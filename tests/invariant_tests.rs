mod common;

use chrono::{FixedOffset, TimeZone, Utc};
use common::{harness, open_request};
use lendledger::domain::installment::{PaymentUpdate, build_schedule};
use lendledger::domain::limit::Tenor;
use lendledger::domain::money::Money;
use lendledger::domain::ports::Clock;
use lendledger::error::LedgerError;
use rand::Rng;

#[test]
fn test_schedule_sum_matches_total_for_random_inputs() {
    let mut rng = rand::thread_rng();
    let offset = FixedOffset::east_opt(7 * 3600).unwrap();

    for _ in 0..500 {
        let total = Money::new(rng.gen_range(0..10_000_000));
        let tenor = Tenor::new(rng.gen_range(1..=36)).unwrap();
        let now = Utc
            .timestamp_opt(rng.gen_range(1_600_000_000..1_900_000_000), 0)
            .unwrap();

        let schedule = build_schedule(total, tenor, now, offset).unwrap();

        assert_eq!(schedule.len(), tenor.months() as usize);
        assert_eq!(schedule.iter().map(|row| row.amount).sum::<Money>(), total);
        let base = total.units() / i64::from(tenor.months());
        assert!(schedule[..schedule.len() - 1]
            .iter()
            .all(|row| row.amount.units() == base));
        assert!(schedule.windows(2).all(|w| w[0].due_date < w[1].due_date));
    }
}

#[tokio::test]
async fn test_persisted_schedules_sum_to_installment_total() {
    let h = harness();
    h.onboard(1, 100_000_000).await;

    let mut rng = rand::thread_rng();
    for months in [1, 2, 3, 6] {
        let installment_total = rng.gen_range(1..1_000_000);
        let opened = h
            .engine
            .open_financing(open_request(1, months, 0, 0, installment_total))
            .await
            .unwrap();

        let logs = h
            .engine
            .transaction_report()
            .await
            .unwrap()
            .into_iter()
            .find(|view| view.transaction.id == opened.transaction.id)
            .unwrap()
            .installments;
        assert_eq!(
            logs.iter().map(|log| log.amount).sum::<Money>(),
            opened.transaction.installment_total
        );
    }
}

#[tokio::test]
async fn test_mismatched_batch_changes_nothing() {
    let h = harness();
    h.onboard(1, 1334).await;
    let tx_id = h
        .engine
        .open_financing(open_request(1, 3, 400, 100, 301))
        .await
        .unwrap()
        .transaction
        .id;
    let paid_at = h.clock.now();
    let pay = |month: u32, amount: i64| PaymentUpdate {
        month,
        amount: Money::new(amount),
        paid_at,
    };

    // Months are 100, 100, 101.
    for batch in [
        vec![pay(1, 100), pay(3, 100)],
        vec![pay(1, 101)],
        vec![pay(1, 100), pay(1, 100)],
        vec![pay(4, 0)],
        vec![pay(1, 100), pay(2, 100), pay(3, 100)],
    ] {
        let err = h.engine.apply_payments(tx_id, batch).await.unwrap_err();
        assert!(matches!(err, LedgerError::InstallmentMismatch { .. }), "{err}");
    }

    let view = h.engine.customer_transactions(1).await.unwrap().remove(0);
    assert_eq!(view.paid_months(), 0);
    assert_eq!(view.outstanding(), Money::new(301));

    h.engine
        .apply_payments(tx_id, vec![pay(3, 101), pay(1, 100)])
        .await
        .unwrap();
    let view = h.engine.customer_transactions(1).await.unwrap().remove(0);
    assert_eq!(view.paid_months(), 2);
    assert_eq!(view.outstanding(), Money::new(100));
}

#[tokio::test]
async fn test_empty_or_negative_batches_are_invalid() {
    let h = harness();
    h.onboard(1, 1334).await;
    let tx_id = h
        .engine
        .open_financing(open_request(1, 1, 100, 0, 100))
        .await
        .unwrap()
        .transaction
        .id;

    assert!(matches!(
        h.engine.apply_payments(tx_id, vec![]).await,
        Err(LedgerError::ValidationError(_))
    ));
    assert!(matches!(
        h.engine
            .apply_payments(
                tx_id,
                vec![PaymentUpdate {
                    month: 1,
                    amount: Money::new(-100),
                    paid_at: h.clock.now(),
                }]
            )
            .await,
        Err(LedgerError::ValidationError(_))
    ));
}

#[tokio::test]
async fn test_overflowing_batch_changes_nothing() {
    let h = harness();
    h.onboard(1, 1334).await;
    let tx_id = h
        .engine
        .open_financing(open_request(1, 3, 400, 100, 300))
        .await
        .unwrap()
        .transaction
        .id;
    let paid_at = h.clock.now();
    let pay = |month: u32, amount: i64| PaymentUpdate {
        month,
        amount: Money::new(amount),
        paid_at,
    };

    for batch in [
        vec![pay(1, i64::MAX), pay(2, 1)],
        vec![pay(1, i64::MAX), pay(2, i64::MAX), pay(3, 302)],
    ] {
        assert!(matches!(
            h.engine.apply_payments(tx_id, batch).await,
            Err(LedgerError::ValidationError(_))
        ));
    }

    let view = h.engine.customer_transactions(1).await.unwrap().remove(0);
    assert_eq!(view.paid_months(), 0);
    assert_eq!(view.outstanding(), Money::new(300));
}
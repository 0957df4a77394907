use crate::error::{LedgerError, Result};
use chrono::{FixedOffset, Offset, Utc};

/// Hours east of UTC of the time zone due dates are expressed in.
pub const DEFAULT_UTC_OFFSET_HOURS: i32 = 7;

/// Settings the engine needs at construction time.
#[derive(Debug, Clone, Copy, PartialEq, Eq)]
pub struct EngineConfig {
    /// Due dates fall on month starts in this offset.
    pub reference_offset: FixedOffset,
}

impl EngineConfig {
    pub fn with_offset_hours(hours: i32) -> Result<Self> {
        let reference_offset = hours
            .checked_mul(3600)
            .and_then(FixedOffset::east_opt)
            .ok_or_else(|| {
                LedgerError::ValidationError(format!("UTC offset of {hours} hours is out of range"))
            })?;
        Ok(Self { reference_offset })
    }
}

impl Default for EngineConfig {
    fn default() -> Self {
        let reference_offset =
            FixedOffset::east_opt(DEFAULT_UTC_OFFSET_HOURS * 3600).unwrap_or_else(|| Utc.fix());
        Self { reference_offset }
    }
}

/// Options for the persistent store.
#[cfg(feature = "storage-rocksdb")]
#[derive(Debug, Clone, Copy, PartialEq, Eq)]
pub struct RocksDbConfig {
    /// How long a unit of work waits for a row lock before giving up.
    pub lock_timeout_ms: i64,
}

#[cfg(feature = "storage-rocksdb")]
impl Default for RocksDbConfig {
    fn default() -> Self {
        Self {
            lock_timeout_ms: 1000,
        }
    }
}

#[cfg(test)]
mod tests {
    use super::*;

    #[test]
    fn test_default_offset_is_utc_plus_seven() {
        assert_eq!(
            EngineConfig::default().reference_offset.local_minus_utc(),
            7 * 3600
        );
    }

    #[test]
    fn test_offset_range_is_checked() {
        assert!(EngineConfig::with_offset_hours(-5).is_ok());
        assert!(EngineConfig::with_offset_hours(30).is_err());
    }
}
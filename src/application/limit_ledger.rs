use crate::domain::customer::CustomerId;
use crate::domain::limit::{LimitBucket, compute_limits};
use crate::domain::money::Money;
use crate::domain::ports::{CustomerLookupRef, LedgerStoreRef};
use crate::error::{LedgerError, Result};
use tracing::info;

/// Owns the per-tenor limit buckets of every customer.
///
/// A recompute always replaces the customer's whole bucket set inside one unit
/// of work; there is no merge with, or carry-over from, the previous set.
#[derive(Clone)]
pub struct LimitLedger {
    store: LedgerStoreRef,
    customers: CustomerLookupRef,
}

impl LimitLedger {
    pub fn new(store: LedgerStoreRef, customers: CustomerLookupRef) -> Self {
        Self { store, customers }
    }

    /// Derives fresh buckets from `salary` and swaps them in for `customer_id`.
    pub async fn recompute(&self, customer_id: CustomerId, salary: Money) -> Result<Vec<LimitBucket>> {
        let limits = compute_limits(salary)?;

        let mut uow = self.store.begin().await?;
        let buckets = uow.replace_buckets(customer_id, limits).await?;
        uow.commit().await?;

        info!(customer_id, %salary, buckets = buckets.len(), "limit buckets recomputed");
        Ok(buckets)
    }

    /// Recomputes from the salary currently on the customer record.
    pub async fn recompute_for_customer(&self, customer_id: CustomerId) -> Result<Vec<LimitBucket>> {
        let customer = self
            .customers
            .customer(customer_id)
            .await?
            .ok_or(LedgerError::CustomerNotFound(customer_id))?;
        self.recompute(customer.id, customer.salary).await
    }

    pub async fn buckets(&self, customer_id: CustomerId) -> Result<Vec<LimitBucket>> {
        self.store.buckets_by_customer(customer_id).await
    }
}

TASK:
Within the material above, the line with "use lendledger::domain::money::Money;" opens the range and the line with "for months in" closes it; reproduce that range word for word.

RESULT FOR THIS EXERCISE:
use lendledger::domain::money::Money;
use lendledger::domain::ports::Clock;
use lendledger::error::LedgerError;
use rand::Rng;

#[test]
fn test_schedule_sum_matches_total_for_random_inputs() {
    let mut rng = rand::thread_rng();
    let offset = FixedOffset::east_opt(7 * 3600).unwrap();

    for _ in 0..500 {
        let total = Money::new(rng.gen_range(0..10_000_000));
        let tenor = Tenor::new(rng.gen_range(1..=36)).unwrap();
        let now = Utc
            .timestamp_opt(rng.gen_range(1_600_000_000..1_900_000_000), 0)
            .unwrap();

        let schedule = build_schedule(total, tenor, now, offset).unwrap();

        assert_eq!(schedule.len(), tenor.months() as usize);
        assert_eq!(schedule.iter().map(|row| row.amount).sum::<Money>(), total);
        let base = total.units() / i64::from(tenor.months());
        assert!(schedule[..schedule.len() - 1]
            .iter()
            .all(|row| row.amount.units() == base));
        assert!(schedule.windows(2).all(|w| w[0].due_date < w[1].due_date));
    }
}

#[tokio::test]
async fn test_persisted_schedules_sum_to_installment_total() {
    let h = harness();
    h.onboard(1, 100_000_000).await;

    let mut rng = rand::thread_rng();
    for months in [1, 2, 3, 6] {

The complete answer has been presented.